Wenyi Zhao, Quan Chen, Hao Lin, Jianfeng Zhang, Jingwen Leng, Chao Li, Wenli Zheng, Li Li, Minyi Guo
In Proceedings of IEEE International Parallel & Distributed Processing Symposium (IPDPS), May 2019
Predicting performance degradation of a GPU application when it is co-located with other applications on a spatial multitasking GPU without prior application knowledge is essential in public Clouds. Prior work mainly targets CPU co-location, and is inaccurate and/or inefficient for predicting performance of applications at co-location on spatial multitasking GPUs. Our investigation shows that hardware event statistics caused by co-located applications, which can be collected with negligible overhead, strongly correlate with their slowdowns.

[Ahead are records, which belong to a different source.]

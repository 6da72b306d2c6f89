//! In-memory daemon for tests.
//!
//! [`MockBus`] implements [`Bus`] over a table of objects. It answers
//! property reads and writes, replays configured method replies and errors,
//! records every method call, and lets tests emit `PropertiesChanged`,
//! `InterfacesAdded` and `InterfacesRemoved` to live subscriptions.
//!
//! ```rust
//! use bluezrs::mock::MockBus;
//! use bluezrs::{GattProfile1, ObjectPath, PropertyMap, WireValue};
//!
//! # #[tokio::main(flavor = "current_thread")]
//! # async fn main() -> bluezrs::Result<()> {
//! let path = ObjectPath::new("/org/example/profile")?;
//! let mock = MockBus::new();
//! let mut props = PropertyMap::new();
//! props.insert("UUIDs".into(), WireValue::StrList(vec!["180d".into()]));
//! mock.add_object(&path, "org.bluez.GattProfile1", props);
//!
//! let profile = GattProfile1::new(mock.shared(), "org.bluez", path).await?;
//! assert_eq!(profile.to_props().await.uuids, vec!["180d".to_string()]);
//! # Ok(())
//! # }
//! ```

use async_trait::async_trait;
use log::debug;
use std::collections::{BTreeMap, HashMap, HashSet};
use std::sync::{Arc, Mutex, MutexGuard, PoisonError};
use tokio::sync::mpsc;
use tokio_util::sync::CancellationToken;

use crate::Result;
use crate::api::models::{BluezError, ObjectManagerEvent, ObjectPath};
use crate::core::bus::{
    Bus, ManagedObjects, PropertiesChangedSignal, SharedBus, SignalSubscription, Target,
};
use crate::core::schema::MethodSchema;
use crate::core::value::{PropertyMap, WireValue};
use crate::types::constants::{BLUEZ_SERVICE, defaults, error_name};

/// One method call received by the mock.
#[derive(Debug, Clone, PartialEq)]
pub struct MockCall {
    pub service: String,
    pub path: ObjectPath,
    pub interface: String,
    pub method: String,
    pub args: Vec<WireValue>,
}

#[derive(Debug, Clone)]
enum MockReply {
    Value(Option<WireValue>),
    Error { name: String, message: String },
}

type ObjectKey = (String, ObjectPath);
type MemberKey = (ObjectPath, String, String);

#[derive(Debug)]
struct Subscriber<T> {
    service: String,
    path: Option<ObjectPath>,
    tx: mpsc::Sender<T>,
    token: CancellationToken,
}

impl<T> Subscriber<T> {
    fn is_live(&self) -> bool {
        !self.token.is_cancelled() && !self.tx.is_closed()
    }
}

#[derive(Debug)]
struct MockState {
    objects: BTreeMap<ObjectKey, BTreeMap<String, PropertyMap>>,
    replies: HashMap<MemberKey, MockReply>,
    rejected_writes: HashSet<MemberKey>,
    calls: Vec<MockCall>,
    property_subscribers: Vec<Subscriber<PropertiesChangedSignal>>,
    object_manager_subscribers: Vec<Subscriber<ObjectManagerEvent>>,
    unreachable: bool,
    capacity: usize,
}

impl Default for MockState {
    fn default() -> Self {
        Self {
            objects: BTreeMap::new(),
            replies: HashMap::new(),
            rejected_writes: HashSet::new(),
            calls: Vec::new(),
            property_subscribers: Vec::new(),
            object_manager_subscribers: Vec::new(),
            unreachable: false,
            capacity: defaults::SIGNAL_CHANNEL_CAPACITY,
        }
    }
}

/// A scriptable in-memory BlueZ daemon.
///
/// Clones share state, so a test can keep one handle while bindings hold
/// another through [`shared`](Self::shared).
#[derive(Debug, Clone, Default)]
pub struct MockBus {
    state: Arc<Mutex<MockState>>,
}

impl MockBus {
    pub fn new() -> Self {
        Self::default()
    }

    /// A [`SharedBus`] handle onto this mock.
    pub fn shared(&self) -> SharedBus {
        Arc::new(self.clone())
    }

    fn state(&self) -> MutexGuard<'_, MockState> {
        self.state.lock().unwrap_or_else(PoisonError::into_inner)
    }

    /// Adds (or replaces) an interface on an object of `org.bluez`.
    pub fn add_object(&self, path: &ObjectPath, interface: &str, props: PropertyMap) {
        self.add_object_on(BLUEZ_SERVICE, path, interface, props);
    }

    pub fn add_object_on(&self, service: &str, path: &ObjectPath, interface: &str, props: PropertyMap) {
        self.state()
            .objects
            .entry((service.to_string(), path.clone()))
            .or_default()
            .insert(interface.to_string(), props);
    }

    pub fn remove_object(&self, path: &ObjectPath) {
        self.state()
            .objects
            .retain(|(_, p), _| p != path);
    }

    /// Current stored value of a property on any service.
    pub fn property(&self, path: &ObjectPath, interface: &str, name: &str) -> Option<WireValue> {
        self.state()
            .objects
            .iter()
            .filter(|((_, p), _)| p == path)
            .find_map(|(_, ifaces)| ifaces.get(interface)?.get(name).cloned())
    }

    /// Answers `method` with `reply`.
    pub fn set_reply(&self, path: &ObjectPath, interface: &str, method: &str, reply: Option<WireValue>) {
        self.state().replies.insert(
            (path.clone(), interface.to_string(), method.to_string()),
            MockReply::Value(reply),
        );
    }

    /// Answers `method` with the D-Bus error `name`.
    pub fn set_error(&self, path: &ObjectPath, interface: &str, method: &str, name: &str, message: &str) {
        self.state().replies.insert(
            (path.clone(), interface.to_string(), method.to_string()),
            MockReply::Error {
                name: name.to_string(),
                message: message.to_string(),
            },
        );
    }

    /// Makes the daemon refuse writes to a property.
    pub fn reject_writes(&self, path: &ObjectPath, interface: &str, name: &str) {
        self.state()
            .rejected_writes
            .insert((path.clone(), interface.to_string(), name.to_string()));
    }

    /// Simulates a daemon that is not on the bus.
    pub fn set_unreachable(&self, unreachable: bool) {
        self.state().unreachable = unreachable;
    }

    pub fn set_signal_capacity(&self, capacity: usize) {
        self.state().capacity = capacity.max(1);
    }

    /// Every method call received so far, in order.
    pub fn calls(&self) -> Vec<MockCall> {
        self.state().calls.clone()
    }

    /// Number of live `PropertiesChanged` subscriptions.
    pub fn property_subscriptions(&self) -> usize {
        let mut state = self.state();
        state.property_subscribers.retain(Subscriber::is_live);
        state.property_subscribers.len()
    }

    /// Number of live object manager subscriptions.
    pub fn object_manager_subscriptions(&self) -> usize {
        let mut state = self.state();
        state.object_manager_subscribers.retain(Subscriber::is_live);
        state.object_manager_subscribers.len()
    }

    /// Updates the stored properties of `org.bluez` objects and emits
    /// `PropertiesChanged` to subscribers of `path`.
    pub async fn emit_properties_changed(
        &self,
        path: &ObjectPath,
        interface: &str,
        changed: PropertyMap,
        invalidated: Vec<String>,
    ) {
        self.emit_properties_changed_on(BLUEZ_SERVICE, path, interface, changed, invalidated)
            .await;
    }

    pub async fn emit_properties_changed_on(
        &self,
        service: &str,
        path: &ObjectPath,
        interface: &str,
        changed: PropertyMap,
        invalidated: Vec<String>,
    ) {
        let senders = {
            let mut state = self.state();
            if let Some(props) = state
                .objects
                .get_mut(&(service.to_string(), path.clone()))
                .and_then(|ifaces| ifaces.get_mut(interface))
            {
                for (name, value) in &changed {
                    props.insert(name.clone(), value.clone());
                }
                for name in &invalidated {
                    props.remove(name);
                }
            }
            state.property_subscribers.retain(Subscriber::is_live);
            state
                .property_subscribers
                .iter()
                .filter(|s| s.service == service && s.path.as_ref() == Some(path))
                .map(|s| s.tx.clone())
                .collect::<Vec<_>>()
        };

        let signal = PropertiesChangedSignal {
            path: path.clone(),
            interface: interface.to_string(),
            changed,
            invalidated,
        };
        for tx in senders {
            let _ = tx.send(signal.clone()).await;
        }
    }

    /// Adds interfaces to an `org.bluez` object and emits `InterfacesAdded`.
    pub async fn emit_interfaces_added(
        &self,
        path: &ObjectPath,
        interfaces: BTreeMap<String, PropertyMap>,
    ) {
        {
            let mut state = self.state();
            let entry = state
                .objects
                .entry((BLUEZ_SERVICE.to_string(), path.clone()))
                .or_default();
            for (iface, props) in &interfaces {
                entry.insert(iface.clone(), props.clone());
            }
        }
        self.emit_object_manager(ObjectManagerEvent::InterfacesAdded {
            path: path.clone(),
            interfaces,
        })
        .await;
    }

    /// Removes interfaces from an `org.bluez` object and emits
    /// `InterfacesRemoved`.
    pub async fn emit_interfaces_removed(&self, path: &ObjectPath, interfaces: Vec<String>) {
        {
            let mut state = self.state();
            let key = (BLUEZ_SERVICE.to_string(), path.clone());
            if let Some(entry) = state.objects.get_mut(&key) {
                for iface in &interfaces {
                    entry.remove(iface);
                }
                if entry.is_empty() {
                    state.objects.remove(&key);
                }
            }
        }
        self.emit_object_manager(ObjectManagerEvent::InterfacesRemoved {
            path: path.clone(),
            interfaces,
        })
        .await;
    }

    async fn emit_object_manager(&self, event: ObjectManagerEvent) {
        let senders = {
            let mut state = self.state();
            state.object_manager_subscribers.retain(Subscriber::is_live);
            state
                .object_manager_subscribers
                .iter()
                .filter(|s| s.service == BLUEZ_SERVICE)
                .map(|s| s.tx.clone())
                .collect::<Vec<_>>()
        };
        for tx in senders {
            let _ = tx.send(event.clone()).await;
        }
    }

    fn lookup(&self, target: &Target) -> Result<PropertyMap> {
        self.lookup_with(target, BluezError::from_dbus_name)
    }

    fn lookup_with(&self, target: &Target, error: fn(&str, String) -> BluezError) -> Result<PropertyMap> {
        let state = self.state();
        if state.unreachable {
            return Err(error(
                error_name::SERVICE_UNKNOWN,
                format!("{} is not running", target.service),
            ));
        }
        let ifaces = state
            .objects
            .get(&(target.service.clone(), target.path.clone()))
            .ok_or_else(|| {
                error(
                    error_name::UNKNOWN_OBJECT,
                    format!("no object at {}", target.path),
                )
            })?;
        ifaces.get(target.interface).cloned().ok_or_else(|| {
            error(
                error_name::UNKNOWN_INTERFACE,
                format!("{} has no {}", target.path, target.interface),
            )
        })
    }
}

#[async_trait]
impl Bus for MockBus {
    async fn get_property(&self, target: &Target, name: &str) -> Result<WireValue> {
        self.lookup(target)?.remove(name).ok_or_else(|| {
            BluezError::from_dbus_name(
                error_name::UNKNOWN_PROPERTY,
                format!("{}.{name} is not set", target.interface),
            )
        })
    }

    async fn set_property(&self, target: &Target, name: &str, value: WireValue) -> Result<()> {
        let current = self.lookup(target)?;
        {
            let state = self.state();
            let key = (target.path.clone(), target.interface.to_string(), name.to_string());
            if state.rejected_writes.contains(&key) {
                return Err(BluezError::from_dbus_name(
                    error_name::BLUEZ_NOT_PERMITTED,
                    format!("{name} cannot be written"),
                ));
            }
        }
        if let Some(existing) = current.get(name)
            && existing.wire_type() != value.wire_type()
        {
            return Err(BluezError::from_dbus_name(
                error_name::INVALID_SIGNATURE,
                format!("{name} expects {}", existing.wire_type()),
            ));
        }

        debug!("Mock write {}.{name} on {}", target.interface, target.path);
        let mut changed = PropertyMap::new();
        changed.insert(name.to_string(), value);
        self.emit_properties_changed_on(&target.service, &target.path, target.interface, changed, Vec::new())
            .await;
        Ok(())
    }

    async fn get_properties(&self, target: &Target) -> Result<PropertyMap> {
        self.lookup(target)
    }

    async fn call(
        &self,
        target: &Target,
        method: &MethodSchema,
        args: Vec<WireValue>,
    ) -> Result<Option<WireValue>> {
        self.lookup_with(target, BluezError::from_method_error)?;
        let mut state = self.state();
        state.calls.push(MockCall {
            service: target.service.clone(),
            path: target.path.clone(),
            interface: target.interface.to_string(),
            method: method.name.to_string(),
            args,
        });
        let key = (target.path.clone(), target.interface.to_string(), method.name.to_string());
        match state.replies.get(&key) {
            Some(MockReply::Value(reply)) => Ok(reply.clone()),
            Some(MockReply::Error { name, message }) => {
                Err(BluezError::from_method_error(name, message.clone()))
            }
            None => Ok(None),
        }
    }

    async fn subscribe_properties(
        &self,
        target: &Target,
    ) -> Result<SignalSubscription<PropertiesChangedSignal>> {
        let mut state = self.state();
        if state.unreachable {
            return Err(BluezError::Connection("bus is unreachable".into()));
        }
        let (tx, token, subscription) = SignalSubscription::channel(state.capacity);
        state.property_subscribers.push(Subscriber {
            service: target.service.clone(),
            path: Some(target.path.clone()),
            tx,
            token,
        });
        Ok(subscription)
    }

    async fn subscribe_object_manager(
        &self,
        service: &str,
    ) -> Result<SignalSubscription<ObjectManagerEvent>> {
        let mut state = self.state();
        if state.unreachable {
            return Err(BluezError::Connection("bus is unreachable".into()));
        }
        let (tx, token, subscription) = SignalSubscription::channel(state.capacity);
        state.object_manager_subscribers.push(Subscriber {
            service: service.to_string(),
            path: None,
            tx,
            token,
        });
        Ok(subscription)
    }

    async fn managed_objects(&self, service: &str) -> Result<ManagedObjects> {
        let state = self.state();
        if state.unreachable {
            return Err(BluezError::Connection("bus is unreachable".into()));
        }
        Ok(state
            .objects
            .iter()
            .filter(|((s, _), _)| s == service)
            .map(|((_, path), ifaces)| (path.clone(), ifaces.clone()))
            .collect())
    }
}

Based on this observation, we present Themis, an online slowdown predictor that can precisely and efficiently predict application slowdown without prior application knowledge. We first train a precise slowdown model offline using hardware event statistics collected from representative co-locations. When new applications co-run, Themis collects event statistics and predicts their slowdowns simultaneously. Our evaluation shows that Themis has negligible runtime overhead and can precisely predict application-level slowdown with prediction error smaller than 9.5%. Based on Themis, we also implement an SM allocation engine to rein in application slowdown at co-location. Case studies show that the engine successfully enforces fair sharing and QoS.